Radio and TV personality killed in shootout
Gene Wolf dies at 63
April 22, 2015
By Al Fasoldt
Copyright © 2015, Al Fasoldt
You can't love everybody.
Not like that. Even when you try hard. We're human, peevish, morose, little-minded. Loving some people is hard.
But I loved Gene Wolf. He was an unloveable as anyone I've ever known. But I loved that man.
He's gone, suddenly, after a shootout with his sister, Kathleen Russell, and her son, Robert Higley.
Gene Wolf? The Mac guy? The guy who loved dogs and would step around an ant on the sidewalk?
Yes, Gene. THAT Gene.
Gene and his sister died in mid-April at her home in the mountains of Tennessee. Apparently, Gene shot his sister, so her son, Gene's nephew, shot Gene in retaliation. The son was wounded trying to shield his mother. Gene was 63.

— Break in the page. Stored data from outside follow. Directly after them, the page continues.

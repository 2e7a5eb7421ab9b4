// Rust guideline compliant 2026-10-14

//! sen2cli Core Library
//!
//! This crate provides the foundational components for the sen2cli client:
//! - Data models (InferenceRecord, Status, InferenceDraft)
//! - Filter predicate construction and combination
//! - Structured JSON:API query parameters
//! - Status transition allow-lists
//! - Configuration loading
//! - Error types and result handling

pub mod config;
pub mod error;
pub mod filter;
pub mod fsm;
pub mod models;
pub mod query;

pub use config::Config;
pub use error::{Error, Result};
pub use filter::{
    build_predicate, combine, FilterExpression, FilterInput, FilterPredicate, FilterRequirement,
    FilterValue,
};
pub use fsm::{allow_list, is_allowed, TransitionTarget};
pub use models::{InferenceDraft, InferenceRecord, Status, DEFAULT_COLUMNS};
pub use query::{compose_query, QueryParam, QuerySpec};
// Rust guideline compliant 2026-10-15

//! Error handling for sen2cli application services.

use crate::client::TransportError;
use sen2_core::Error as CoreError;
use serde::Serialize;
use thiserror::Error;

/// Result type alias for application-level operations.
pub type Result<T> = std::result::Result<T, AppError>;

/// Stable error codes for command responses.
#[derive(Debug, Clone, Copy, PartialEq, Eq, Serialize)]
#[serde(rename_all = "snake_case")]
pub enum ErrorCode {
    /// Input validation failed before any remote call.
    ValidationError,
    /// Configuration is invalid or names an ungoverned transition.
    ConfigError,
    /// No usable credential.
    AuthError,
    /// The backend could not be reached or answered with an error.
    TransportError,
    /// IO failure while reading local files.
    IoError,
    /// JSON serialization or parsing failed.
    JsonError,
}

impl ErrorCode {
    /// Code for an error raised by the core library.
    #[must_use]
    pub fn for_core(error: &CoreError) -> Self {
        match error {
            CoreError::Validation(_) | CoreError::InvalidStatus(_) => ErrorCode::ValidationError,
            CoreError::Config(_) => ErrorCode::ConfigError,
            CoreError::Io(_) => ErrorCode::IoError,
            CoreError::Json(_) => ErrorCode::JsonError,
        }
    }

    /// Process exit code for the error class.
    #[must_use]
    pub fn exit_code(&self) -> i32 {
        match self {
            ErrorCode::ValidationError | ErrorCode::ConfigError => 2,
            ErrorCode::AuthError => 3,
            ErrorCode::TransportError => 4,
            ErrorCode::IoError | ErrorCode::JsonError => 1,
        }
    }
}

/// Application-level errors with stable mapping to error codes.
#[derive(Debug, Error)]
pub enum AppError {
    /// Error from core library operations.
    #[error(transparent)]
    Core(#[from] CoreError),

    /// The stored credential is missing, invalid or expired.
    #[error("Authentication failed: {0}")]
    Auth(String),

    /// A remote call failed; distinct from an empty result.
    #[error("Could not execute request: {0}")]
    Transport(#[from] TransportError),

    /// The requested target has no transition allow-list.
    #[error("No transition rules for target {0}")]
    UnsupportedTransition(String),

    /// IO error not represented by core errors.
    #[error(transparent)]
    Io(#[from] std::io::Error),
}

impl AppError {
    /// Returns a stable error code for the error.
    #[must_use]
    pub fn code(&self) -> ErrorCode {
        match self {
            AppError::Auth(_) => ErrorCode::AuthError,
            AppError::Transport(_) => ErrorCode::TransportError,
            AppError::UnsupportedTransition(_) => ErrorCode::ConfigError,
            AppError::Io(_) => ErrorCode::IoError,
            AppError::Core(core) => ErrorCode::for_core(core),
        }
    }

    /// Returns structured details for errors that benefit from extra context.
    #[must_use]
    pub fn details(&self) -> Option<serde_json::Value> {
        match self {
            AppError::Transport(TransportError::Status { status, .. }) => {
                Some(serde_json::json!({ "http_status": status }))
            }
            AppError::UnsupportedTransition(target) => {
                Some(serde_json::json!({ "target": target }))
            }
            _ => None,
        }
    }
}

That's the story we have so far. I'm sure there's more. Gene's nephew says Gene was told he had to move out and was upset. The cops said everybody in the house had a gun. I can't imagine Gene was the one who shot first, but I also can't imagine that the whole thing happened in the first place.
It was a bizarre ending to an unusual life. Gene and I were friends of the kind you might have in a bomb shelter. If it hadn't been for the need to be together on the radio once a week for nearly a decade, we would hardly have chosen each other. But Gene and I sized each other up, liked what we saw on the surface, and gradually began to realize we were George and Gracie, needing each other on the air.
Gene learned that I was as smart as he was. I learned that Gene had talents I'd never have. Gene learned that I loved to argue with callers; it made him tune up his own motor even more. I learned that Gene carried grudges, some of them decades old. He brought those old conflicts back out on the air, and there was nothing I could do to dissuade him.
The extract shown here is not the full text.